There are many roles the school librarian plays, but one aspect Kachel and Lance both emphasized was the guidance provided in assessing the validity of information. A 2016 Stanford study showed that middle schoolers were often unable to tell the difference between articles from verified news sources and paid advertisements. Kachel and Lance both pointed to the possible long-term consequences of this lack of discernment. Learners become leaders and an important part of the school librarian role, by any name, is to assist students in navigating the onslaught of information available to them. “So many students are getting all of their information and news from Facebook and Twitter and places like that.

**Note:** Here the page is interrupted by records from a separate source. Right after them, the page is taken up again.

pub mod graphql;
pub mod server;
use anyhow::Result;
use async_graphql::http::{playground_source, GraphQLPlaygroundConfig};
use async_graphql_axum::{GraphQLRequest, GraphQLResponse};
use axum::{
    extract::State,
    http::HeaderValue,
    response::{Html, IntoResponse},
    routing::get,
    Router,
};
use sea_orm::DatabaseConnection;
use tower::ServiceBuilder;
use tower_http::cors::{Any, CorsLayer};

use folio::auth::Actor;
use folio::FolioConfig;

use super::handlers::health;
use crate::graphql::{build_schema, FolioSchema, GraphQLContext};

#[derive(Clone)]
pub struct AppState {
    pub schema: FolioSchema,
    /// Identity attached to every request
    pub actor: Actor,
}

pub async fn create_app(
    db: DatabaseConnection,
    config: FolioConfig,
    cors_origin: Option<&str>,
) -> Result<Router> {
    let actor = config.anonymous_actor();
    let schema = build_schema(GraphQLContext::new(db, config));
    let state = AppState { schema, actor };

    let cors = match cors_origin.filter(|origin| *origin != "*") {
        Some(origin) => CorsLayer::new()
            .allow_origin(origin.parse::<HeaderValue>()?)
            .allow_methods(Any)
            .allow_headers(Any),
        None => CorsLayer::new()
            .allow_origin(Any)
            .allow_methods(Any)
            .allow_headers(Any),
    };

    let app = Router::new()
        .route("/health", get(health::health_check))
        .route("/graphql", get(graphql_playground).post(graphql_handler))
        .layer(ServiceBuilder::new().layer(cors))
        .with_state(state);

    Ok(app)
}

async fn graphql_handler(State(state): State<AppState>, req: GraphQLRequest) -> GraphQLResponse {
    let request = req.into_inner().data(state.actor.clone());
    state.schema.execute(request).await.into()
}

async fn graphql_playground() -> impl IntoResponse {
    Html(playground_source(GraphQLPlaygroundConfig::new("/graphql")))
}
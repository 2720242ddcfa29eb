pub use sea_orm_migration::prelude::*;

mod m001_create_nodes;
mod m002_create_files;

pub struct Migrator;

#[async_trait::async_trait]
impl MigratorTrait for Migrator {
    fn migrations() -> Vec<Box<dyn MigrationTrait>> {
        vec![
            Box::new(m001_create_nodes::Migration),
            Box::new(m002_create_files::Migration),
        ]
    }
}
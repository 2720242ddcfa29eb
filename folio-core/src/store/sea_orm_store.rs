use std::sync::Arc;

use async_trait::async_trait;
use chrono::Utc;
use sea_orm::{
    ActiveModelTrait, ColumnTrait, DatabaseConnection, EntityTrait, PaginatorTrait, QueryFilter,
    Set,
};
use tracing::debug;

use super::{EntityStore, SaveStatus};
use crate::auth::{AccessPolicy, AccessTarget, Actor, Operation};
use crate::content::{ContentEntity, FieldMap, FileEntity, Node};
use crate::database::entities::{files, nodes};
use crate::errors::{CoreError, CoreResult};
use crate::outcome::Violation;
use crate::validation;

/// [`EntityStore`] for nodes and files backed by sea-orm.
#[derive(Clone)]
pub struct SeaOrmEntityStore {
    db: DatabaseConnection,
    access: Arc<dyn AccessPolicy>,
    default_body_format: Option<String>,
}

impl SeaOrmEntityStore {
    pub fn new(db: DatabaseConnection, access: Arc<dyn AccessPolicy>) -> Self {
        Self {
            db,
            access,
            default_body_format: None,
        }
    }

    /// Text format given to new node bodies that do not name one.
    pub fn with_default_body_format(mut self, format: impl Into<String>) -> Self {
        self.default_body_format = Some(format.into());
        self
    }

    fn check<E: ContentEntity>(&self, entity: &E, operation: Operation, actor: &Actor) -> bool {
        self.access.check(
            actor,
            AccessTarget {
                entity_type: E::ENTITY_TYPE,
                bundle: entity.bundle(),
                owner_id: entity.owner_id(),
            },
            operation,
        )
    }
}

#[async_trait]
impl EntityStore<Node> for SeaOrmEntityStore {
    async fn load(&self, id: i32) -> CoreResult<Option<Node>> {
        let model = nodes::Entity::find_by_id(id).one(&self.db).await?;
        Ok(model.map(Node::from))
    }

    fn create(&self, bundle: &str, fields: FieldMap, actor: &Actor) -> CoreResult<Node> {
        let mut node = Node::with_fields(bundle, actor.user_id, fields)?;
        if node.body.format.is_none() {
            node.body.format = self.default_body_format.clone();
        }
        Ok(node)
    }

    async fn save(&self, node: &mut Node) -> CoreResult<SaveStatus> {
        let Some(id) = node.id else {
            let model = nodes::ActiveModel {
                bundle: Set(node.bundle.clone()),
                title: Set(node.title.clone()),
                body_value: Set(node.body.value.clone()),
                body_format: Set(node.body.format.clone()),
                owner_id: Set(node.owner_id),
                published: Set(node.published),
                ..nodes::ActiveModel::new()
            }
            .insert(&self.db)
            .await?;

            debug!("Inserted node {} ({})", model.id, model.bundle);
            *node = Node::from(model);
            return Ok(SaveStatus::Created);
        };

        let existing = nodes::Entity::find_by_id(id)
            .one(&self.db)
            .await?
            .ok_or_else(|| CoreError::not_found(Node::ENTITY_TYPE, id.to_string()))?;

        let mut active: nodes::ActiveModel = existing.clone().into();
        if existing.title != node.title {
            active.title = Set(node.title.clone());
        }
        if existing.body_value != node.body.value {
            active.body_value = Set(node.body.value.clone());
        }
        if existing.body_format != node.body.format {
            active.body_format = Set(node.body.format.clone());
        }
        if existing.owner_id != node.owner_id {
            active.owner_id = Set(node.owner_id);
        }
        if existing.published != node.published {
            active.published = Set(node.published);
        }

        if !active.is_changed() {
            return Ok(SaveStatus::Unchanged);
        }

        let model = active.set_updated_at().update(&self.db).await?;
        debug!("Updated node {}", model.id);
        *node = Node::from(model);
        Ok(SaveStatus::Updated)
    }

    async fn delete(&self, node: &Node) -> CoreResult<()> {
        let id = node
            .id
            .ok_or_else(|| CoreError::internal("Cannot delete a node that was never saved"))?;
        let result = nodes::Entity::delete_by_id(id).exec(&self.db).await?;
        if result.rows_affected == 0 {
            return Err(CoreError::not_found(Node::ENTITY_TYPE, id.to_string()));
        }
        Ok(())
    }

    fn check_access(&self, node: &Node, operation: Operation, actor: &Actor) -> bool {
        self.check(node, operation, actor)
    }

    async fn validate(&self, node: &Node) -> CoreResult<Vec<Violation>> {
        Ok(validation::validate_node(node))
    }
}

#[async_trait]
impl EntityStore<FileEntity> for SeaOrmEntityStore {
    async fn load(&self, id: i32) -> CoreResult<Option<FileEntity>> {
        let model = files::Entity::find_by_id(id).one(&self.db).await?;
        Ok(model.map(FileEntity::from))
    }

    fn create(&self, bundle: &str, fields: FieldMap, actor: &Actor) -> CoreResult<FileEntity> {
        FileEntity::with_fields(bundle, actor.user_id, fields)
    }

    async fn save(&self, file: &mut FileEntity) -> CoreResult<SaveStatus> {
        let now = Utc::now();
        let Some(id) = file.id else {
            let model = files::ActiveModel {
                owner_id: Set(file.owner_id),
                filename: Set(file.filename.clone()),
                uri: Set(file.uri.clone()),
                filemime: Set(file.mime_type.clone()),
                filesize: Set(file.size_bytes),
                status: Set(file.status.as_str().to_string()),
                created_at: Set(file.created_at),
                updated_at: Set(now),
                ..Default::default()
            }
            .insert(&self.db)
            .await?;

            debug!("Inserted file {} at {}", model.id, model.uri);
            *file = FileEntity::from(model);
            return Ok(SaveStatus::Created);
        };

        let existing = files::Entity::find_by_id(id)
            .one(&self.db)
            .await?
            .ok_or_else(|| CoreError::not_found(FileEntity::ENTITY_TYPE, id.to_string()))?;

        let mut active: files::ActiveModel = existing.clone().into();
        if existing.filename != file.filename {
            active.filename = Set(file.filename.clone());
        }
        if existing.uri != file.uri {
            active.uri = Set(file.uri.clone());
        }
        if existing.filemime != file.mime_type {
            active.filemime = Set(file.mime_type.clone());
        }
        if existing.filesize != file.size_bytes {
            active.filesize = Set(file.size_bytes);
        }
        if existing.status != file.status.as_str() {
            active.status = Set(file.status.as_str().to_string());
        }
        if existing.owner_id != file.owner_id {
            active.owner_id = Set(file.owner_id);
        }

        if !active.is_changed() {
            return Ok(SaveStatus::Unchanged);
        }

        active.updated_at = Set(now);
        let model = active.update(&self.db).await?;
        *file = FileEntity::from(model);
        Ok(SaveStatus::Updated)
    }

    async fn delete(&self, file: &FileEntity) -> CoreResult<()> {
        let id = file
            .id
            .ok_or_else(|| CoreError::internal("Cannot delete a file that was never saved"))?;
        let result = files::Entity::delete_by_id(id).exec(&self.db).await?;
        if result.rows_affected == 0 {
            return Err(CoreError::not_found(FileEntity::ENTITY_TYPE, id.to_string()));
        }
        Ok(())
    }

    fn check_access(&self, file: &FileEntity, operation: Operation, actor: &Actor) -> bool {
        self.check(file, operation, actor)
    }

    async fn validate(&self, file: &FileEntity) -> CoreResult<Vec<Violation>> {
        let mut violations = validation::validate_file(file);

        if !file.uri.is_empty() {
            let mut query = files::Entity::find().filter(files::Column::Uri.eq(file.uri.as_str()));
            if let Some(id) = file.id {
                query = query.filter(files::Column::Id.ne(id));
            }
            if query.count(&self.db).await? > 0 {
                violations.push(validation::uri_not_unique(&file.uri));
            }
        }

        Ok(violations)
    }
}
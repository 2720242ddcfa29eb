use sea_orm::entity::prelude::*;
use sea_orm::{ActiveValue, Set};
use serde::{Deserialize, Serialize};

#[derive(Clone, Debug, PartialEq, DeriveEntityModel, Serialize, Deserialize)]
#[sea_orm(table_name = "nodes")]
pub struct Model {
    #[sea_orm(primary_key)]
    pub id: i32,
    pub bundle: String,
    pub title: String,
    #[sea_orm(column_type = "Text")]
    pub body_value: String,
    pub body_format: Option<String>,
    pub owner_id: Option<i32>,
    pub published: bool,
    pub created_at: ChronoDateTimeUtc,
    pub updated_at: ChronoDateTimeUtc,
}

#[derive(Copy, Clone, Debug, EnumIter, DeriveRelation)]
pub enum Relation {}

impl ActiveModelBehavior for ActiveModel {}

impl ActiveModel {
    pub fn new() -> Self {
        Self {
            id: ActiveValue::NotSet,
            bundle: ActiveValue::NotSet,
            title: ActiveValue::NotSet,
            body_value: Set(String::new()),
            body_format: ActiveValue::NotSet,
            owner_id: ActiveValue::NotSet,
            published: Set(true),
            created_at: Set(chrono::Utc::now()),
            updated_at: Set(chrono::Utc::now()),
        }
    }

    pub fn set_updated_at(mut self) -> Self {
        self.updated_at = Set(chrono::Utc::now());
        self
    }
}
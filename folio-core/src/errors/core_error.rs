use std::collections::BTreeMap;
use std::error::Error as StdError;
use std::fmt;

use sea_orm::DbErr;

#[derive(Clone, Copy, Debug, Eq, PartialEq)]
pub enum CoreErrorKind {
    NotFound,
    Validation,
    Conflict,
    Forbidden,
    Unauthorized,
    Unavailable,
    Internal,
}

/// Failure that escapes the `CrudOutcome` envelope.
///
/// Expected failures (access denial, violations, bad uploads) never become a
/// `CoreError`; they are reported inside the outcome instead.
#[derive(Debug)]
pub struct CoreError {
    kind: CoreErrorKind,
    message: String,
    fields: Option<BTreeMap<String, String>>,
    source: Option<Box<dyn StdError + Send + Sync>>,
}

pub type CoreResult<T> = Result<T, CoreError>;

impl CoreError {
    pub fn new(kind: CoreErrorKind, message: impl Into<String>) -> Self {
        Self {
            kind,
            message: message.into(),
            fields: None,
            source: None,
        }
    }

    pub fn not_found(entity: impl Into<String>, id: impl Into<String>) -> Self {
        let mut fields = BTreeMap::new();
        fields.insert("entity".to_string(), entity.into());
        fields.insert("id".to_string(), id.into());

        Self {
            kind: CoreErrorKind::NotFound,
            message: "Resource not found".to_string(),
            fields: Some(fields),
            source: None,
        }
    }

    pub fn validation(message: impl Into<String>) -> Self {
        Self::new(CoreErrorKind::Validation, message)
    }

    pub fn conflict(message: impl Into<String>) -> Self {
        Self::new(CoreErrorKind::Conflict, message)
    }

    pub fn forbidden(message: impl Into<String>) -> Self {
        Self::new(CoreErrorKind::Forbidden, message)
    }

    pub fn unauthorized(message: impl Into<String>) -> Self {
        Self::new(CoreErrorKind::Unauthorized, message)
    }

    pub fn unavailable(message: impl Into<String>) -> Self {
        Self::new(CoreErrorKind::Unavailable, message)
    }

    pub fn internal(message: impl Into<String>) -> Self {
        Self::new(CoreErrorKind::Internal, message)
    }

    /// Unknown persistence field handed to an entity kind.
    pub fn unknown_field(entity_type: &str, field: &str) -> Self {
        let mut fields = BTreeMap::new();
        fields.insert("entity".to_string(), entity_type.to_string());
        fields.insert("field".to_string(), field.to_string());
        Self::internal(format!("Field '{}' does not exist on {}", field, entity_type))
            .with_fields(fields)
    }

    pub fn with_fields(mut self, fields: BTreeMap<String, String>) -> Self {
        self.fields = Some(fields);
        self
    }

    pub fn with_source<E>(mut self, source: E) -> Self
    where
        E: StdError + Send + Sync + 'static,
    {
        self.source = Some(Box::new(source));
        self
    }

    pub fn kind(&self) -> CoreErrorKind {
        self.kind
    }

    pub fn message(&self) -> &str {
        &self.message
    }

    pub fn fields(&self) -> Option<&BTreeMap<String, String>> {
        self.fields.as_ref()
    }
}

impl fmt::Display for CoreError {
    fn fmt(&self, f: &mut fmt::Formatter<'_>) -> fmt::Result {
        write!(f, "{:?}: {}", self.kind, self.message)
    }
}

impl StdError for CoreError {
    fn source(&self) -> Option<&(dyn StdError + 'static)> {
        self.source
            .as_ref()
            .map(|source| source.as_ref() as &(dyn StdError + 'static))
    }
}

impl From<anyhow::Error> for CoreError {
    fn from(err: anyhow::Error) -> Self {
        CoreError::internal("Unhandled error").with_source(AnyhowSource(err))
    }
}

impl From<DbErr> for CoreError {
    fn from(err: DbErr) -> Self {
        match &err {
            DbErr::RecordNotFound(message) => {
                CoreError::new(CoreErrorKind::NotFound, message.clone()).with_source(err)
            }
            DbErr::Conn(_) | DbErr::ConnectionAcquire(_) => {
                CoreError::unavailable("Database connection unavailable").with_source(err)
            }
            _ => CoreError::internal(format!("Database error: {}", err)).with_source(err),
        }
    }
}

impl From<std::io::Error> for CoreError {
    fn from(err: std::io::Error) -> Self {
        CoreError::internal(format!("I/O error: {}", err)).with_source(err)
    }
}

// anyhow::Error does not implement std::error::Error itself.
#[derive(Debug)]
struct AnyhowSource(anyhow::Error);

impl fmt::Display for AnyhowSource {
    fn fmt(&self, f: &mut fmt::Formatter<'_>) -> fmt::Result {
        fmt::Display::fmt(&self.0, f)
    }
}

impl StdError for AnyhowSource {}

And we are experiencing right now and how that is impacting our society, and our politics,” explains Lance.

Kachel also described the unique abilities a school librarian has in curating learning material, “We are trained in how to build a collection of books that meets all kinds of student needs, one that has a diversity of opinion and a diversity of characters in it.” Without this kind of curation, schools are left with haphazard collections of books that don’t connect with young readers. Students least likely to have school librarians are also least likely to have the opportunity to engage with material that reflects their life experiences. If these students lose the chance to connect with books, if there are generations of students graduating without dynamic school libraries, it leaves the future of libraries in question as well.

Although deeply invested in libraries’ futures it isn’t what’s most important to Kachel, “It doesn’t matter what librarians are called, it doesn’t matter where they work, we’ve got to teach students how to navigate information in the future. The bottom line is we’ve got to figure out how to do better for students.”